I could finally run some network tests with a 4x10G NIC on my M.2->PCIe adapter. The NIC is the common dual-82599 behind a PCIe bridge. The PCIe bridge is PCIe 3.0 x8 converting to two PCIe 2.0 x8 for the network controllers. That’s perfect because it can convert the 8GT x4 to 5GT x8 with limited losses. We have 32Gbps theoretical PCIe bandwidth (27G effective with the standard 128-byte payload).
[edit: I forgot the mandatory setup photo]
Well, to make a story short, that board is a serious bit mover! Please see the graphs below. I’ve exchanged HTTP traffic between the board and 3 other devices (I needed that to make it give up). One was my mcbin (10G) and the two other ones were HoneyComb LX2 (one 10G port each). There was not much point going further, due to the bus width.
I started a server (httpterm) on each board. First tests consisted in using the Rock5B as a client only (download test). It reached 26.1 Gbps stable over the 3 NICs (measured at the ethernet layer, as reported by the interface), and there was still 24% idle CPU, indicating I was saturating the communication channel. It’s very close to the limit anyway:
Then I tested the traffic in bidirectional mode. Rock5B had 3 clients (one per interface) and each other machine also had one client attacking Rock5B. Result: 23.0 Gbps in each direction and 0% idle!
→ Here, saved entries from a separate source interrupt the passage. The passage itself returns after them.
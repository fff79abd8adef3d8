//! Web search tool backed by DuckDuckGo's HTML endpoint.

use async_trait::async_trait;
use serde::Serialize;
use serde_json::{json, Value};

use super::{html_decode, required_str, strip_tags, Tool, ToolError};

const SEARCH_URL: &str = "https://html.duckduckgo.com/html/";

/// Search the web (DuckDuckGo HTML, no API key needed).
pub struct WebSearch {
    http: reqwest::Client,
    default_results: usize,
}

impl WebSearch {
    pub fn new(http: reqwest::Client, default_results: usize) -> Self {
        Self {
            http,
            default_results,
        }
    }
}

/// One search hit.
#[derive(Debug, Clone, PartialEq, Serialize)]
pub struct SearchResult {
    pub title: String,
    pub href: String,
    pub body: String,
}

#[async_trait]
impl Tool for WebSearch {
    fn name(&self) -> &str {
        "web_search"
    }

    fn description(&self) -> &str {
        "Search the web for a query. Returns a JSON list of results with title, href (the page URL) and body (a snippet)."
    }

    fn parameters_schema(&self) -> Value {
        json!({
            "type": "object",
            "properties": {
                "query": {
                    "type": "string",
                    "description": "The search query"
                },
                "max_results": {
                    "type": "integer",
                    "description": format!("Maximum number of results to return (default: {})", self.default_results)
                }
            },
            "required": ["query"]
        })
    }

    async fn execute(&self, args: Value) -> Result<String, ToolError> {
        let query = required_str(&args, "query")?;
        let max_results = args["max_results"]
            .as_u64()
            .map(|n| n as usize)
            .filter(|n| *n > 0)
            .unwrap_or(self.default_results);

        tracing::info!(query = %query, max_results, "Searching the web");

        let url = format!("{}?q={}", SEARCH_URL, urlencoding::encode(query));
        let html = self
            .http
            .get(&url)
            .send()
            .await?
            .error_for_status()?
            .text()
            .await?;

        let results = extract_ddg_results(&html, max_results);
        tracing::debug!(query = %query, found = results.len(), "Search finished");

        if results.is_empty() {
            return Ok(format!("No results found for: {}", query));
        }
        Ok(format!("{:#}", json!(results)))
    }
}

/// Extract search results from DuckDuckGo HTML.
fn extract_ddg_results(html: &str, limit: usize) -> Vec<SearchResult> {
    use regex::Regex;
    use std::sync::LazyLock;

    static LINK_RE: LazyLock<Regex> = LazyLock::new(|| {
        Regex::new(r#"(?s)<a[^>]*class="result__a"[^>]*>(.*?)</a>"#).unwrap()
    });
    static HREF_RE: LazyLock<Regex> = LazyLock::new(|| Regex::new(r#"href="([^"]*)""#).unwrap());
    static SNIPPET_RE: LazyLock<Regex> = LazyLock::new(|| {
        Regex::new(r#"(?s)class="result__snippet"[^>]*>(.*?)</(?:a|div|td)>"#).unwrap()
    });

    let mut results = Vec::new();

    for chunk in html.split("result__body").skip(1) {
        if results.len() >= limit {
            break;
        }

        let Some(link) = LINK_RE.captures(chunk) else {
            continue;
        };
        let title = strip_tags(&link[1]);
        let href = HREF_RE
            .captures(&link[0])
            .map(|c| resolve_result_url(&html_decode(&c[1])))
            .unwrap_or_default();

        if title.is_empty() || href.is_empty() {
            continue;
        }

        let body = SNIPPET_RE
            .captures(chunk)
            .map(|c| strip_tags(&c[1]))
            .unwrap_or_default();

        results.push(SearchResult { title, href, body });
    }

    results
}

/// DuckDuckGo wraps result links in a redirect (`//duckduckgo.com/l/?uddg=<target>`).
fn resolve_result_url(raw: &str) -> String {
    let absolute = if raw.starts_with("//") {
        format!("https:{}", raw)
    } else {
        raw.to_string()
    };

    match url::Url::parse(&absolute) {
        Ok(parsed) => parsed
            .query_pairs()
            .find(|(k, _)| k == "uddg")
            .map(|(_, v)| v.into_owned())
            .unwrap_or(absolute),
        Err(_) => absolute,
    }
}

#[cfg(test)]
mod tests {
    use super::*;

    const PAGE: &str = r#"
<div class="result results_links results_links_deep web-result">
  <div class="links_main links_deep result__body">
    <h2 class="result__title">
      <a rel="nofollow" class="result__a" href="//duckduckgo.com/l/?uddg=https%3A%2F%2Fwww.oracle.com%2Fnews%2F&amp;rut=abc">Oracle <b>News</b> &amp; Updates</a>
    </h2>
    <a class="result__snippet" href="//duckduckgo.com/l/?uddg=x">Latest <b>Oracle</b> announcements.</a>
  </div>
</div>
<div class="result results_links web-result">
  <div class="links_main result__body">
    <h2 class="result__title">
      <a rel="nofollow" class="result__a" href="https://example.com/direct">Direct link</a>
    </h2>
  </div>
</div>
<div class="result results_links web-result">
  <div class="links_main result__body">
    <h2 class="result__title">
      <a rel="nofollow" class="result__a" href="https://example.com/third">Third</a>
    </h2>
  </div>
</div>
"#;

    #[test]
    fn extracts_titles_links_and_snippets() {
        let results = extract_ddg_results(PAGE, 5);
        assert_eq!(results.len(), 3);
        assert_eq!(
            results[0],
            SearchResult {
                title: "Oracle News & Updates".to_string(),
                href: "https://www.oracle.com/news/".to_string(),
                body: "Latest Oracle announcements.".to_string(),
            }
        );
        assert_eq!(results[1].href, "https://example.com/direct");
        assert_eq!(results[1].body, "");
    }

    #[test]
    fn respects_result_limit() {
        assert_eq!(extract_ddg_results(PAGE, 2).len(), 2);
    }

    #[test]
    fn empty_page_has_no_results() {
        assert!(extract_ddg_results("<html></html>", 5).is_empty());
    }

    #[test]
    fn resolve_keeps_plain_urls() {
        assert_eq!(resolve_result_url("https://a.example/x?y=1"), "https://a.example/x?y=1");
    }
}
So the CPU can almost saturate the PCIe in both directions at once while processing network traffic (probably that with larger objects it could, they were only 1MB, that’s almost 3000 requests/s when you think about it). There were 2.1 million packets/s in each direction. There were It’s visible on the graph that the Rx traffic dropped a little bit when the Tx traffic arrived:
Finally I wanted to see what happens when the network definitely is the limit. I started the 20G bidirectional test (only two ports). It saturated both links in both directions, leaving 12% idle:
A few other points, I used all 8 CPUs during these tests. They seem to complement well, as the 4 little cores are able to download 14.5 Gbps together, which is pretty good!
A final test (not graphed) consisted in attacking the board with multiple HTTP clients sending small requests. It saturated at 540000 requests/s, which is also excellent for such a device.
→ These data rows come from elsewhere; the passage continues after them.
//! Article reading tool: fetch a news page and extract its text.

use std::collections::HashMap;

use async_trait::async_trait;
use serde::Serialize;
use serde_json::{json, Value};

use super::{html_decode, required_str, strip_tags, Tool, ToolError};

/// Blocks that never hold article text.
const NOISE_TAGS: &[&str] = &[
    "script", "style", "noscript", "nav", "header", "footer", "aside", "form", "svg",
];

/// Read a web article and return its title, authors, date and text.
pub struct ReadArticle {
    http: reqwest::Client,
    max_chars: usize,
}

impl ReadArticle {
    pub fn new(http: reqwest::Client, max_chars: usize) -> Self {
        Self { http, max_chars }
    }
}

/// What could be pulled out of an article page.
#[derive(Debug, Clone, Default, PartialEq, Serialize)]
pub struct Article {
    pub url: String,
    pub title: Option<String>,
    pub authors: Vec<String>,
    pub publish_date: Option<String>,
    pub text: String,
}

#[async_trait]
impl Tool for ReadArticle {
    fn name(&self) -> &str {
        "read_article"
    }

    fn description(&self) -> &str {
        "Read an article from a URL. Returns JSON with the article title, authors, publish_date and text. Use it on links returned by web_search."
    }

    fn parameters_schema(&self) -> Value {
        json!({
            "type": "object",
            "properties": {
                "url": {
                    "type": "string",
                    "description": "The URL of the article"
                }
            },
            "required": ["url"]
        })
    }

    async fn execute(&self, args: Value) -> Result<String, ToolError> {
        let url = required_str(&args, "url")?;
        let parsed = url::Url::parse(url)
            .map_err(|e| ToolError::InvalidArguments(format!("Invalid url '{}': {}", url, e)))?;
        if !matches!(parsed.scheme(), "http" | "https") {
            return Err(ToolError::InvalidArguments(format!(
                "Unsupported url scheme: {}",
                parsed.scheme()
            )));
        }

        tracing::info!(url = %url, "Reading article");

        let response = self.http.get(parsed).send().await?;
        let status = response.status();

        // Left to the model to skip, as instructed.
        if !status.is_success() {
            tracing::debug!(url = %url, status = %status, "Article not available");
            return Ok(format!("Could not read {}: HTTP error {}", url, status));
        }

        let content_type = response
            .headers()
            .get("content-type")
            .and_then(|v| v.to_str().ok())
            .map(|s| s.to_string())
            .unwrap_or_default();

        let body = response.text().await?;

        let mut article = if content_type.is_empty() || content_type.contains("html") {
            extract_article(&body)
        } else {
            Article {
                text: body,
                ..Article::default()
            }
        };
        article.url = url.to_string();
        article.text = truncate_chars(&article.text, self.max_chars);

        tracing::debug!(url = %url, chars = article.text.len(), "Article extracted");

        Ok(format!("{:#}", json!(article)))
    }
}

/// Extract article metadata and body text from an HTML page.
pub fn extract_article(html: &str) -> Article {
    let meta = meta_content(html);

    let title = ["og:title", "twitter:title", "headline"]
        .iter()
        .find_map(|k| meta.get(*k).cloned())
        .or_else(|| first_tag_text(html, "title"))
        .or_else(|| first_tag_text(html, "h1"));

    let mut authors: Vec<String> = Vec::new();
    for key in ["author", "article:author", "byl", "parsely-author"] {
        if let Some(value) = meta.get(key) {
            let name = value.trim_start_matches("By ").trim_start_matches("by ").to_string();
            if !name.is_empty() && !name.starts_with("http") && !authors.contains(&name) {
                authors.push(name);
            }
        }
    }

    let publish_date = [
        "article:published_time",
        "datepublished",
        "date",
        "pubdate",
        "og:published_time",
    ]
    .iter()
    .find_map(|k| meta.get(*k).cloned());

    let mut cleaned = html.to_string();
    for tag in NOISE_TAGS {
        cleaned = remove_blocks(&cleaned, tag);
    }
    let region = tag_inner(&cleaned, "article")
        .or_else(|| tag_inner(&cleaned, "main"))
        .unwrap_or(cleaned.as_str());

    let text = paragraphs(region);
    let text = if text.is_empty() {
        strip_tags(region)
    } else {
        text
    };

    Article {
        url: String::new(),
        title,
        authors,
        publish_date,
        text,
    }
}

/// Collect `<meta>` tags into a lowercase name -> content map (first wins).
fn meta_content(html: &str) -> HashMap<String, String> {
    use regex::Regex;
    use std::sync::LazyLock;

    static META_RE: LazyLock<Regex> = LazyLock::new(|| Regex::new(r"(?is)<meta\s[^>]*>").unwrap());
    static ATTR_RE: LazyLock<Regex> = LazyLock::new(|| {
        Regex::new(r#"([\w:-]+)\s*=\s*(?:"([^"]*)"|'([^']*)')"#).unwrap()
    });

    let mut out = HashMap::new();
    for tag in META_RE.find_iter(html) {
        let mut key = None;
        let mut content = None;
        for cap in ATTR_RE.captures_iter(tag.as_str()) {
            let value = cap
                .get(2)
                .or_else(|| cap.get(3))
                .map(|m| html_decode(m.as_str()).trim().to_string())
                .unwrap_or_default();
            match cap[1].to_ascii_lowercase().as_str() {
                "property" | "name" | "itemprop" => key = Some(value.to_ascii_lowercase()),
                "content" => content = Some(value),
                _ => {}
            }
        }
        if let (Some(k), Some(c)) = (key, content) {
            if !c.is_empty() {
                out.entry(k).or_insert(c);
            }
        }
    }
    out
}

/// Remove every `<tag ...>...</tag>` block (case-insensitive).
fn remove_blocks(html: &str, tag: &str) -> String {
    let open = format!("<{}", tag);
    let close = format!("</{}>", tag);
    // ASCII lowercasing keeps byte offsets aligned with `html`.
    let lower = html.to_ascii_lowercase();

    let mut out = String::with_capacity(html.len());
    let mut pos = 0;
    while let Some(start) = find_open_tag(&lower, &open, pos) {
        out.push_str(&html[pos..start]);
        match lower[start..].find(&close) {
            Some(end) => pos = start + end + close.len(),
            None => {
                pos = html.len();
                break;
            }
        }
    }
    out.push_str(&html[pos..]);
    out
}

/// Find `<tag` followed by a delimiter, so `<header` doesn't match `<head`.
fn find_open_tag(lower: &str, open: &str, from: usize) -> Option<usize> {
    let mut search = from;
    while let Some(rel) = lower[search..].find(open) {
        let start = search + rel;
        let next = lower[start + open.len()..].chars().next();
        if matches!(next, Some(c) if c == '>' || c == '/' || c.is_whitespace()) {
            return Some(start);
        }
        search = start + open.len();
    }
    None
}

/// Inner HTML of the first `<tag>` element.
fn tag_inner<'a>(html: &'a str, tag: &str) -> Option<&'a str> {
    let lower = html.to_ascii_lowercase();
    let start = find_open_tag(&lower, &format!("<{}", tag), 0)?;
    let body_start = start + lower[start..].find('>')? + 1;
    let body_end = body_start + lower[body_start..].find(&format!("</{}>", tag))?;
    Some(&html[body_start..body_end])
}

fn first_tag_text(html: &str, tag: &str) -> Option<String> {
    tag_inner(html, tag)
        .map(strip_tags)
        .filter(|t| !t.is_empty())
}

/// Text of every `<p>` in the region, one paragraph per block.
fn paragraphs(region: &str) -> String {
    use regex::Regex;
    use std::sync::LazyLock;

    static P_RE: LazyLock<Regex> = LazyLock::new(|| Regex::new(r"(?is)<p(?:\s[^>]*)?>(.*?)</p>").unwrap());

    P_RE.captures_iter(region)
        .map(|c| strip_tags(&c[1]))
        .filter(|p| !p.is_empty())
        .collect::<Vec<_>>()
        .join("\n\n")
}

fn truncate_chars(text: &str, max_chars: usize) -> String {
    match text.char_indices().nth(max_chars) {
        Some((idx, _)) => format!(
            "{}... [content truncated, showing first {} chars]",
            &text[..idx],
            max_chars
        ),
        None => text.to_string(),
    }
}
Finally there was nothing in dmesg along all the tests, so that’s pretty reassuring, and indicates that the instabilities I faced with the older Myricom NIC was related to the card itself.
Thus I’m pretty sure we’ll start to see network gear and NAS devices made around this chip for its PCIe capabilities and its memory bandwidth, which play in the yard of entry-level Xeons. That’s pretty cool.
There is no such thing as a “standard” CSI or DSI port; they’re deliberately left undefined by MIPI. It’s a major problem with the standard, IMO.
Neither QQ group or Discord is a good place for technical discussion since they are not public search engine indexing.
I think why there is official QQ group or discord is social purpose.